_Task prompt_
Without changing a character, output all of the records.

BEGIN

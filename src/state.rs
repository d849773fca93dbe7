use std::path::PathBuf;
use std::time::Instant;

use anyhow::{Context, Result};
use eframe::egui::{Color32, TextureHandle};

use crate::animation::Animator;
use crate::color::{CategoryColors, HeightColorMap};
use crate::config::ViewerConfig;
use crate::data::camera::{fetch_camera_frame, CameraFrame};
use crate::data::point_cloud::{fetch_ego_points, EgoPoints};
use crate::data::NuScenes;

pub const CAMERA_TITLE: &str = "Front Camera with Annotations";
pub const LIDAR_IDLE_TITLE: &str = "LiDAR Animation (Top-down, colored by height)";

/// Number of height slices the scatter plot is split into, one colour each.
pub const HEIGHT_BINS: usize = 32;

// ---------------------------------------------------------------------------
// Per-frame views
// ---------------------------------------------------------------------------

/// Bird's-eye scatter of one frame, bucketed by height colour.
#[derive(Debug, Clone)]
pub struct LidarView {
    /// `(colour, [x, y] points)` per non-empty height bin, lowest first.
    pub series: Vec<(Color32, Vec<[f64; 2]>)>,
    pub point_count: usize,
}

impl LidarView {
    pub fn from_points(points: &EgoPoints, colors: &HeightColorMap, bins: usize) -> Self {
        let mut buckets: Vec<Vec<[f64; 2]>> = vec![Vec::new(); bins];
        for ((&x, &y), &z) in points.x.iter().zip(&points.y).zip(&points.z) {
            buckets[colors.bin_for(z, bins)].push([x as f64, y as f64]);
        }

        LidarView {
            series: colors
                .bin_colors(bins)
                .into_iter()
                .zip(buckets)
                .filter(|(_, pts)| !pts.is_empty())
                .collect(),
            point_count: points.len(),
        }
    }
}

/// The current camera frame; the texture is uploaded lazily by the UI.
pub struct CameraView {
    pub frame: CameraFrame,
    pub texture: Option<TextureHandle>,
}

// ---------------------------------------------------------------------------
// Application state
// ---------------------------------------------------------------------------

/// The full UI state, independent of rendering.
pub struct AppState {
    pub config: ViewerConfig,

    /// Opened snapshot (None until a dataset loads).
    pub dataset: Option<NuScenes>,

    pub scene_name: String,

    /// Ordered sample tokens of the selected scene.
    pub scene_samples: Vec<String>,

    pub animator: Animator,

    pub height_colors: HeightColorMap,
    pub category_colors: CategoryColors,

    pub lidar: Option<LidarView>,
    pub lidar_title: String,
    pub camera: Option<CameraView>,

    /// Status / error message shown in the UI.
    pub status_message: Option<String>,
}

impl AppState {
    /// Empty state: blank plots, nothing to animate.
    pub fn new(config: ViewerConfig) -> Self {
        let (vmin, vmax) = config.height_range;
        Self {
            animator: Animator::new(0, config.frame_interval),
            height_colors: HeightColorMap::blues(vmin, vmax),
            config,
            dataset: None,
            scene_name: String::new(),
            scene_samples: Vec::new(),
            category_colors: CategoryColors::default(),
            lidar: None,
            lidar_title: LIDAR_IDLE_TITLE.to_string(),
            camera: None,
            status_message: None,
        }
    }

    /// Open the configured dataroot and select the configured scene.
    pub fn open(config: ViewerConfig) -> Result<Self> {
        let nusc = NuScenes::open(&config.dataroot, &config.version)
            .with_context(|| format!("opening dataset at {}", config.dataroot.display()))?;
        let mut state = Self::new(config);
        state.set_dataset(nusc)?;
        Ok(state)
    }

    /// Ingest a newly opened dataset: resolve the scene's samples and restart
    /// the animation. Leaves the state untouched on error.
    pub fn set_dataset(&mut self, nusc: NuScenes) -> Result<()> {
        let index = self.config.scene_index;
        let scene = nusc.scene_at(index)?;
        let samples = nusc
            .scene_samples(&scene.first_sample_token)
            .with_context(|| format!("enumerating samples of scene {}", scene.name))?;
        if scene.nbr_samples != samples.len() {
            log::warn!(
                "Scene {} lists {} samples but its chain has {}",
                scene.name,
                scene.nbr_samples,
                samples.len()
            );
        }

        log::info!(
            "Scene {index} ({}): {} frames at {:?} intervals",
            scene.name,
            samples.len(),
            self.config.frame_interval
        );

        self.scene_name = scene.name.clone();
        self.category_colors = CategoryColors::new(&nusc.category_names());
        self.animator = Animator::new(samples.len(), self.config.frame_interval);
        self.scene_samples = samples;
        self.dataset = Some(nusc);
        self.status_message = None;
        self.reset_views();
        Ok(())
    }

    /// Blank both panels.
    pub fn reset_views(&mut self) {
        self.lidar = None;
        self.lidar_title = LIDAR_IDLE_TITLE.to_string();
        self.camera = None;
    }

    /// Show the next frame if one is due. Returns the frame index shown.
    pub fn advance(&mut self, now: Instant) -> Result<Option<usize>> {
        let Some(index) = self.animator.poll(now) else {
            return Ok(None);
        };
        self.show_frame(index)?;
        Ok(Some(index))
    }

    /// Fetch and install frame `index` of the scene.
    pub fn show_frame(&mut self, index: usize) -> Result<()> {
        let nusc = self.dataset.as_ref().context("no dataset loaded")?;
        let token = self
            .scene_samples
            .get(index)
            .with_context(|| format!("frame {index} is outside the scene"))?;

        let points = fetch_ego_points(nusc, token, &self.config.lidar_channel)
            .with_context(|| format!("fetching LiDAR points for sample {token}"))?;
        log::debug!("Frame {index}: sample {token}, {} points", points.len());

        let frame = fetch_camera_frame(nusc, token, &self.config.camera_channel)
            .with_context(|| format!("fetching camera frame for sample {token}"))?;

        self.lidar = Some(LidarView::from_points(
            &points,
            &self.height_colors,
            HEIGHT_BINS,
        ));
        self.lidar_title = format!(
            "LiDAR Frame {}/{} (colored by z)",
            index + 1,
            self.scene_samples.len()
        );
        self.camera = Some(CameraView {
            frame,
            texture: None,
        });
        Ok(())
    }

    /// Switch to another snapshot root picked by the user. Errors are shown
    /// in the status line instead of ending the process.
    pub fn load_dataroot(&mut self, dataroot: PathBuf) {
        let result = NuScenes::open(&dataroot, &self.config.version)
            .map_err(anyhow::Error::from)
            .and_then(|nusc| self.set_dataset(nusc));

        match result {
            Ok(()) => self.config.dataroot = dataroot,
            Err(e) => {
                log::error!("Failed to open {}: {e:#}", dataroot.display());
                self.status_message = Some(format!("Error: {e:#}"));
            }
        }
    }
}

END

_Written response_
filename src/state.rs
repository d849773fca93dbe7
use std::path::PathBuf;
use std::time::Instant;

use anyhow::{Context, Result};
use eframe::egui::{Color32, TextureHandle};

use crate::animation::Animator;
use crate::color::{CategoryColors, HeightColorMap};
use crate::config::ViewerConfig;
use crate::data::camera::{fetch_camera_frame, CameraFrame};
use crate::data::point_cloud::{fetch_ego_points, EgoPoints};
use crate::data::NuScenes;

pub const CAMERA_TITLE: &str = "Front Camera with Annotations";
pub const LIDAR_IDLE_TITLE: &str = "LiDAR Animation (Top-down, colored by height)";

/// Number of height slices the scatter plot is split into, one colour each.
pub const HEIGHT_BINS: usize = 32;

// ---------------------------------------------------------------------------
// Per-frame views
// ---------------------------------------------------------------------------

/// Bird's-eye scatter of one frame, bucketed by height colour.
#[derive(Debug, Clone)]
pub struct LidarView {
    /// `(colour, [x, y] points)` per non-empty height bin, lowest first.
    pub series: Vec<(Color32, Vec<[f64; 2]>)>,
    pub point_count: usize,
}

impl LidarView {
    pub fn from_points(points: &EgoPoints, colors: &HeightColorMap, bins: usize) -> Self {
        let mut buckets: Vec<Vec<[f64; 2]>> = vec![Vec::new(); bins];
        for ((&x, &y), &z) in points.x.iter().zip(&points.y).zip(&points.z) {
            buckets[colors.bin_for(z, bins)].push([x as f64, y as f64]);
        }

        LidarView {
            series: colors
                .bin_colors(bins)
                .into_iter()
                .zip(buckets)
                .filter(|(_, pts)| !pts.is_empty())
                .collect(),
            point_count: points.len(),
        }
    }
}

/// The current camera frame; the texture is uploaded lazily by the UI.
pub struct CameraView {
    pub frame: CameraFrame,
    pub texture: Option<TextureHandle>,
}

// ---------------------------------------------------------------------------
// Application state
// ---------------------------------------------------------------------------

/// The full UI state, independent of rendering.
pub struct AppState {
    pub config: ViewerConfig,

    /// Opened snapshot (None until a dataset loads).
    pub dataset: Option<NuScenes>,

    pub scene_name: String,

    /// Ordered sample tokens of the selected scene.
    pub scene_samples: Vec<String>,

    pub animator: Animator,

    pub height_colors: HeightColorMap,
    pub category_colors: CategoryColors,

    pub lidar: Option<LidarView>,
    pub lidar_title: String,
    pub camera: Option<CameraView>,

    /// Status / error message shown in the UI.
    pub status_message: Option<String>,
}

impl AppState {
    /// Empty state: blank plots, nothing to animate.
    pub fn new(config: ViewerConfig) -> Self {
        let (vmin, vmax) = config.height_range;
        Self {
            animator: Animator::new(0, config.frame_interval),
            height_colors: HeightColorMap::blues(vmin, vmax),
            config,
            dataset: None,
            scene_name: String::new(),
            scene_samples: Vec::new(),
            category_colors: CategoryColors::default(),
            lidar: None,
            lidar_title: LIDAR_IDLE_TITLE.to_string(),
            camera: None,
            status_message: None,
        }
    }

    /// Open the configured dataroot and select the configured scene.
    pub fn open(config: ViewerConfig) -> Result<Self> {
        let nusc = NuScenes::open(&config.dataroot, &config.version)
            .with_context(|| format!("opening dataset at {}", config.dataroot.display()))?;
        let mut state = Self::new(config);
        state.set_dataset(nusc)?;
        Ok(state)
    }

    /// Ingest a newly opened dataset: resolve the scene's samples and restart
    /// the animation. Leaves the state untouched on error.
    pub fn set_dataset(&mut self, nusc: NuScenes) -> Result<()> {
        let index = self.config.scene_index;
        let scene = nusc.scene_at(index)?;
        let samples = nusc
            .scene_samples(&scene.first_sample_token)
            .with_context(|| format!("enumerating samples of scene {}", scene.name))?;
        if scene.nbr_samples != samples.len() {
            log::warn!(
                "Scene {} lists {} samples but its chain has {}",
                scene.name,
                scene.nbr_samples,
                samples.len()
            );
        }

        log::info!(
            "Scene {index} ({}): {} frames at {:?} intervals",
            scene.name,
            samples.len(),
            self.config.frame_interval
        );

        self.scene_name = scene.name.clone();
        self.category_colors = CategoryColors::new(&nusc.category_names());
        self.animator = Animator::new(samples.len(), self.config.frame_interval);
        self.scene_samples = samples;
        self.dataset = Some(nusc);
        self.status_message = None;
        self.reset_views();
        Ok(())
    }

    /// Blank both panels.
    pub fn reset_views(&mut self) {
        self.lidar = None;
        self.lidar_title = LIDAR_IDLE_TITLE.to_string();
        self.camera = None;
    }

    /// Show the next frame if one is due. Returns the frame index shown.
    pub fn advance(&mut self, now: Instant) -> Result<Option<usize>> {
        let Some(index) = self.animator.poll(now) else {
            return Ok(None);
        };
        self.show_frame(index)?;
        Ok(Some(index))
    }

    /// Fetch and install frame `index` of the scene.
    pub fn show_frame(&mut self, index: usize) -> Result<()> {
        let nusc = self.dataset.as_ref().context("no dataset loaded")?;
        let token = self
            .scene_samples
            .get(index)
            .with_context(|| format!("frame {index} is outside the scene"))?;

        let points = fetch_ego_points(nusc, token, &self.config.lidar_channel)
            .with_context(|| format!("fetching LiDAR points for sample {token}"))?;
        log::debug!("Frame {index}: sample {token}, {} points", points.len());

        let frame = fetch_camera_frame(nusc, token, &self.config.camera_channel)
            .with_context(|| format!("fetching camera frame for sample {token}"))?;

        self.lidar = Some(LidarView::from_points(
            &points,
            &self.height_colors,
            HEIGHT_BINS,
        ));
        self.lidar_title = format!(
            "LiDAR Frame {}/{} (colored by z)",
            index + 1,
            self.scene_samples.len()
        );
        self.camera = Some(CameraView {
            frame,
            texture: None,
        });
        Ok(())
    }

    /// Switch to another snapshot root picked by the user. Errors are shown
    /// in the status line instead of ending the process.
    pub fn load_dataroot(&mut self, dataroot: PathBuf) {
        let result = NuScenes::open(&dataroot, &self.config.version)
            .map_err(anyhow::Error::from)
            .and_then(|nusc| self.set_dataset(nusc));

        match result {
            Ok(()) => self.config.dataroot = dataroot,
            Err(e) => {
                log::error!("Failed to open {}: {e:#}", dataroot.display());
                self.status_message = Some(format!("Error: {e:#}"));
            }
        }
    }
}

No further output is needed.